Movement Versus Animation
In
a substantial VR world where objects may be extremely distant, the movement
of an object in the world is more important than any fancy animated details.
Up close and personal, animated nuances can provide all sorts of visual
clues about the character you are interacting with. But more attention
must be paid to how these characters or objects move within the environment
than is currently being spent because, in a truly rich 3D VR world, there
will be a huge number of objects but only a few that the viewer is attending
to actively at any one time.
These objects may exist in the environment to attract the viewer's attention
and encourage him or her to explore in a particular direction. Extremely
detailed, complex character animation is wasted at such a time, when the
object may be only a few pixels on the screen. But an amazing thing about
people is that we can tell whether that's a person or a robot off in the
distance by the motion of the object in the environment. If it bobs up
and down like a person walks, then it's probably a person.

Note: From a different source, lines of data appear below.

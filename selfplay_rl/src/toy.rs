//! Small reference implementations of the external collaborators.
//!
//! Used by the demo binary and the test suites:
//!
//! - [`RaceGame`]: multiplayer race to a target square with a chance opening
//!   and a setup phase
//! - [`BiasModel`]: input-independent model holding one bias per output
//! - [`FlatSearch`]: one-ply PUCT search over the root's children
//! - [`RaceComponents`]: wires the three together for the orchestrator

use crate::algorithms::add_dirichlet_noise;
use crate::config::SearchConfig;
use crate::core::{ActionId, PlayerId};
use crate::game::{Game, GameError, GameState};
use crate::model::{Model, ModelError};
use crate::orchestrator::SelfPlayComponents;
use crate::search::{ChildVisit, Evaluator, Search, SearchRoot};
use rand::distributions::{Distribution, WeightedIndex};
use rand::seq::SliceRandom;
use rand::RngCore;
use serde::{Deserialize, Serialize};
use std::collections::BTreeMap;
use std::fs;
use std::path::Path;

/// Advance options: action `a` moves the player `a + 1` squares.
const NUM_ADVANCES: usize = 3;

/// Reward granted per square advanced.
const STEP_REWARD: f32 = 0.01;

// ============================================================================
// Game
// ============================================================================

/// Race game template.
#[derive(Debug, Clone, PartialEq)]
pub struct RaceGame {
    num_players: usize,
    target: u32,
    max_moves: usize,
    trap: Option<u32>,
}

impl RaceGame {
    pub fn new(num_players: usize, target: u32) -> Result<Self, GameError> {
        if !(2..=8).contains(&num_players) {
            return Err(GameError::Load(format!(
                "race needs 2-8 players, got {num_players}"
            )));
        }
        if target == 0 {
            return Err(GameError::Load("race target must be > 0".into()));
        }
        Ok(Self {
            num_players,
            target,
            max_moves: 200,
            trap: None,
        })
    }

    /// Landing exactly on `square` leaves the game with no legal moves.
    pub fn with_trap(mut self, square: u32) -> Self {
        self.trap = Some(square);
        self
    }

    /// Declare a draw after this many main-phase moves.
    pub fn with_max_moves(mut self, max_moves: usize) -> Self {
        self.max_moves = max_moves;
        self
    }
}

impl Game for RaceGame {
    type State = RaceState;

    fn new_initial_state(&self) -> RaceState {
        RaceState {
            game: self.clone(),
            chance_pending: true,
            setup_done: 0,
            positions: vec![0; self.num_players],
            current: 0,
            moves: 0,
            winner: None,
            last_rewards: vec![0.0; self.num_players],
        }
    }

    fn num_distinct_actions(&self) -> usize {
        NUM_ADVANCES
    }

    fn num_players(&self) -> usize {
        self.num_players
    }
}

/// State of one race.
#[derive(Debug, Clone, PartialEq)]
pub struct RaceState {
    game: RaceGame,
    chance_pending: bool,
    /// Players that already picked a starting square
    setup_done: usize,
    positions: Vec<u32>,
    current: PlayerId,
    moves: usize,
    winner: Option<PlayerId>,
    last_rewards: Vec<f32>,
}

impl RaceState {
    pub fn positions(&self) -> &[u32] {
        &self.positions
    }

    pub fn winner(&self) -> Option<PlayerId> {
        self.winner
    }

    fn trapped(&self) -> bool {
        self.game.trap.is_some_and(|t| self.positions.contains(&t))
    }

    fn out_of_moves(&self) -> bool {
        self.moves >= self.game.max_moves
    }
}

impl GameState for RaceState {
    fn is_chance_node(&self) -> bool {
        self.chance_pending
    }

    fn legal_actions(&self) -> Vec<ActionId> {
        if self.chance_pending {
            return vec![0];
        }
        if self.is_terminal() || self.trapped() {
            return Vec::new();
        }
        (0..NUM_ADVANCES).collect()
    }

    fn current_player(&self) -> PlayerId {
        self.current
    }

    fn apply_action(&mut self, action: ActionId) -> Result<(), GameError> {
        if !self.legal_actions().contains(&action) {
            return Err(GameError::IllegalAction {
                action,
                player: self.current,
            });
        }
        self.last_rewards = vec![0.0; self.game.num_players];

        if self.chance_pending {
            self.chance_pending = false;
            return Ok(());
        }

        let player = self.current;
        if self.in_setup_phase() {
            self.positions[player] = action as u32;
            self.setup_done += 1;
        } else {
            let advance = action as u32 + 1;
            self.positions[player] += advance;
            self.last_rewards[player] = STEP_REWARD * advance as f32;
            self.moves += 1;
            if self.positions[player] >= self.game.target {
                self.winner = Some(player);
            }
        }
        self.current = (player + 1) % self.game.num_players;
        Ok(())
    }

    fn is_terminal(&self) -> bool {
        self.winner.is_some() || self.out_of_moves()
    }

    fn rewards(&self) -> Vec<f32> {
        self.last_rewards.clone()
    }

    fn returns(&self) -> Vec<f32> {
        let players = self.game.num_players;
        match self.winner {
            Some(winner) => {
                let loss = -1.0 / (players - 1) as f32;
                (0..players)
                    .map(|p| if p == winner { 1.0 } else { loss })
                    .collect()
            }
            None => vec![0.0; players],
        }
    }

    fn observation_tensor(&self) -> Vec<f32> {
        let target = self.game.target as f32;
        let mut observation: Vec<f32> = self.positions.iter().map(|&p| p as f32 / target).collect();
        observation.extend((0..self.game.num_players).map(|p| if p == self.current { 1.0 } else { 0.0 }));
        observation
    }

    fn action_to_string(&self, player: PlayerId, action: ActionId) -> String {
        if self.chance_pending {
            "shuffle".to_string()
        } else if self.in_setup_phase() {
            format!("p{player} starts on {action}")
        } else {
            format!("p{player} advances {}", action + 1)
        }
    }

    fn in_setup_phase(&self) -> bool {
        !self.chance_pending && self.setup_done < self.game.num_players
    }

    fn select_heuristic_action(&self, rng: &mut dyn RngCore) -> Option<ActionId> {
        let weights = self.heuristic_action_weights();
        let actions: Vec<ActionId> = weights.keys().copied().collect();
        let dist = WeightedIndex::new(weights.values()).ok()?;
        Some(actions[dist.sample(rng)])
    }

    /// Prefer long strides, but never overshoot when an exact finish exists.
    fn heuristic_action_weights(&self) -> BTreeMap<ActionId, f32> {
        let legal = self.legal_actions();
        let remaining = self
            .game
            .target
            .saturating_sub(self.positions[self.current]);
        legal
            .into_iter()
            .map(|a| {
                let advance = a as u32 + 1;
                let weight = if advance == remaining {
                    10.0
                } else {
                    advance as f32
                };
                (a, weight)
            })
            .collect()
    }
}

// ============================================================================
// Model
// ============================================================================

/// Model whose output ignores the input: one learned bias per output.
///
/// With `softmax` set the output is a distribution (policy head, trained with
/// cross-entropy); otherwise the raw bias (value head, trained with MSE).
#[derive(Debug, Clone, PartialEq, Serialize, Deserialize)]
pub struct BiasModel {
    bias: Vec<f32>,
    learning_rate: f32,
    softmax: bool,
}

impl BiasModel {
    pub fn new(outputs: usize, learning_rate: f32, softmax: bool) -> Self {
        Self {
            bias: vec![0.0; outputs],
            learning_rate,
            softmax,
        }
    }

    fn output(&self) -> Vec<f32> {
        if !self.softmax {
            return self.bias.clone();
        }
        let max = self.bias.iter().copied().fold(f32::NEG_INFINITY, f32::max);
        let exp: Vec<f32> = self.bias.iter().map(|b| (b - max).exp()).collect();
        let total: f32 = exp.iter().sum();
        exp.into_iter().map(|e| e / total).collect()
    }

    fn mean_target(&self, targets: &[Vec<f32>]) -> Result<Vec<f32>, ModelError> {
        let mut mean = vec![0.0f32; self.bias.len()];
        for target in targets {
            if target.len() != self.bias.len() {
                return Err(ModelError::WeightShape {
                    expected: self.bias.len(),
                    actual: target.len(),
                });
            }
            for (m, t) in mean.iter_mut().zip(target) {
                *m += t / targets.len() as f32;
            }
        }
        Ok(mean)
    }
}

impl Model for BiasModel {
    fn predict(&self, observations: &[Vec<f32>]) -> Result<Vec<Vec<f32>>, ModelError> {
        let output = self.output();
        Ok(vec![output; observations.len()])
    }

    fn train(&mut self, _inputs: &[Vec<f32>], targets: &[Vec<f32>]) -> Result<f32, ModelError> {
        if targets.is_empty() {
            return Ok(0.0);
        }
        let mean = self.mean_target(targets)?;
        let output = self.output();

        let (loss, gradient): (f32, Vec<f32>) = if self.softmax {
            let loss = -mean
                .iter()
                .zip(&output)
                .map(|(t, p)| t * p.max(1e-8).ln())
                .sum::<f32>();
            (loss, output.iter().zip(&mean).map(|(p, t)| p - t).collect())
        } else {
            let loss = targets
                .iter()
                .flat_map(|t| t.iter().zip(&output).map(|(t, o)| (o - t).powi(2)))
                .sum::<f32>()
                / (targets.len() * self.bias.len().max(1)) as f32;
            (loss, output.iter().zip(&mean).map(|(o, t)| 2.0 * (o - t)).collect())
        };

        if gradient.iter().any(|g| !g.is_finite()) {
            return Err(ModelError::NonFiniteGradient);
        }
        for (b, g) in self.bias.iter_mut().zip(gradient) {
            *b -= self.learning_rate * g;
        }
        Ok(loss)
    }

    fn save(&self, path: &Path) -> Result<(), ModelError> {
        let json = serde_json::to_vec_pretty(self).map_err(|e| ModelError::Format(e.to_string()))?;
        fs::write(path, json)?;
        Ok(())
    }

    fn load(&mut self, path: &Path) -> Result<(), ModelError> {
        let loaded: BiasModel = serde_json::from_slice(&fs::read(path)?)
            .map_err(|e| ModelError::Format(e.to_string()))?;
        self.set_weights(&loaded.bias)
    }

    fn weights(&self) -> Vec<f32> {
        self.bias.clone()
    }

    fn set_weights(&mut self, weights: &[f32]) -> Result<(), ModelError> {
        if weights.len() != self.bias.len() {
            return Err(ModelError::WeightShape {
                expected: self.bias.len(),
                actual: weights.len(),
            });
        }
        self.bias.copy_from_slice(weights);
        Ok(())
    }
}

// ============================================================================
// Search
// ============================================================================

/// One-ply PUCT: every simulation picks a root child and scores it with the
/// evaluator's value for the player to move.
#[derive(Debug, Clone)]
pub struct FlatSearch {
    simulations: usize,
    uct_c: f32,
    noise_alpha: f32,
    noise_epsilon: f32,
}

impl FlatSearch {
    pub fn new(simulations: usize, uct_c: f32) -> Self {
        Self {
            simulations,
            uct_c,
            noise_alpha: 0.0,
            noise_epsilon: 0.0,
        }
    }

    /// Search configured from `config`, including its root noise.
    pub fn from_config(config: &SearchConfig) -> Self {
        Self::new(config.max_simulations, config.uct_c)
            .with_root_noise(config.dirichlet_alpha, config.dirichlet_epsilon)
    }

    /// Mix Dirichlet(`alpha`) noise into the root priors with weight `epsilon`.
    pub fn with_root_noise(mut self, alpha: f32, epsilon: f32) -> Self {
        self.noise_alpha = alpha;
        self.noise_epsilon = epsilon;
        self
    }

    fn root_priors<S: GameState>(
        &self,
        state: &S,
        evaluator: &dyn Evaluator<S>,
        rng: &mut dyn RngCore,
    ) -> Vec<(ActionId, f32)> {
        let mut priors = evaluator.prior(state);
        add_dirichlet_noise(&mut priors, self.noise_alpha, self.noise_epsilon, rng);
        priors
    }
}

impl<S: GameState> Search<S> for FlatSearch {
    fn search(&mut self, state: &S, evaluator: &dyn Evaluator<S>, rng: &mut dyn RngCore) -> SearchRoot {
        let mut priors = self.root_priors(state, evaluator, rng);
        if priors.is_empty() {
            return SearchRoot::default();
        }
        // Random order breaks ties between equally scored children.
        priors.shuffle(rng);

        let player = state.current_player();
        let mut visits = vec![0u32; priors.len()];
        let mut value_sums = vec![0.0f32; priors.len()];
        let mut child_values: Vec<Option<f32>> = vec![None; priors.len()];

        for sim in 0..self.simulations {
            let exploration = self.uct_c * ((sim + 1) as f32).sqrt();
            let mut best = 0;
            let mut best_score = f32::NEG_INFINITY;
            for (i, &(_, prior)) in priors.iter().enumerate() {
                let q = if visits[i] > 0 {
                    value_sums[i] / visits[i] as f32
                } else {
                    0.0
                };
                let score = q + exploration * prior / (1.0 + visits[i] as f32);
                if score > best_score {
                    best = i;
                    best_score = score;
                }
            }

            let value = *child_values[best].get_or_insert_with(|| {
                let mut child = state.clone();
                match child.apply_action(priors[best].0) {
                    Ok(()) => evaluator.evaluate(&child).get(player).copied().unwrap_or(0.0),
                    Err(_) => -1.0,
                }
            });
            visits[best] += 1;
            value_sums[best] += value;
        }

        SearchRoot {
            children: priors
                .iter()
                .zip(visits)
                .map(|(&(action, _), visit_count)| ChildVisit { action, visit_count })
                .collect(),
        }
    }
}

// ============================================================================
// Components
// ============================================================================

/// Race game with bias models and flat search.
#[derive(Debug, Clone)]
pub struct RaceComponents {
    pub num_players: usize,
    pub target: u32,
    pub learning_rate: f32,
}

impl RaceComponents {
    pub fn new(num_players: usize, target: u32, learning_rate: f32) -> Self {
        Self {
            num_players,
            target,
            learning_rate,
        }
    }
}

impl SelfPlayComponents for RaceComponents {
    type Game = RaceGame;
    type Policy = BiasModel;
    type Value = BiasModel;
    type Search = FlatSearch;

    fn load_game(&self) -> Result<RaceGame, GameError> {
        RaceGame::new(self.num_players, self.target)
    }

    fn policy_model(&self, game: &RaceGame) -> Result<BiasModel, ModelError> {
        Ok(BiasModel::new(game.num_distinct_actions(), self.learning_rate, true))
    }

    fn value_model(&self, game: &RaceGame) -> Result<BiasModel, ModelError> {
        Ok(BiasModel::new(game.num_players(), self.learning_rate, false))
    }

    fn search(&self, _game: &RaceGame, config: &SearchConfig) -> FlatSearch {
        FlatSearch::from_config(config)
    }
}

If it glides
a little too smoothly, it's probably not a person, at least as we know
them. The simple motion of a few pixels bobbing up and down is enough
to clue the viewer that "Hey, there's another person over there!" Particularly
if the motion is oversampled and the motion is displayed in a subpixel,
anti-aliased environment, very few pixels can express a great deal.
Player
Control
Ask
any player what he or she likes about Mario Bros. games, and the
answer is always the same: control. It's certainly not the graphics. My
early experience with VR Web browsers is that they leave me feeling horribly
out-of-control of my experience. I'm never quite sure where I'm going
to end up or why. There are a lot of technical reasons for this, including
latency problems and erratic frame rates, but the problem can be solved
even under these conditions by switching to a third-person POV. If I can
see myself in the scene, and how I move in relationship to other objects
in the scene, then I feel much more in control. If something is bumping
me from behind, I can see it. I'm not left in a semiparanoid state where
I have no idea what's affecting my character and therefore me.
Even if your user interface is dedicated to first-person POV, you can
still increase the sense of player control in complex environments by
allowing your viewer to move an icon, perhaps shaped like a camera, through
the scene, position it in a safe place, and then switch to that view.
I know from personal experience setting up architectural walk-through
animations that it's easier to create an animation by manipulating a camera
icon in the scene than by trying to animate by looking through the camera.
The final goal is the same-a first-person experience of walking through
a building-but the control necessary to navigate the environment is first
provided through the third-person interface.
The
Use of Maps
One
way to overcome limitations of first-person presentation is by providing
a map mode. Maps, in general, are pretty handy things to have when you
have a goal but you don't know how to get there. Maps are also handy to
create when you're exploring and want to remember what you've seen so
that you can get back to it (again, the map is necessary to achieve a
goal).
An incorrect use of maps, in my opinion, is to compensate for the lack
of a sense of context that first-person presentation omits. If your game
player or 3D VR user is constantly switching to the map to figure out
what's going on, then you've failed in the design of your environment.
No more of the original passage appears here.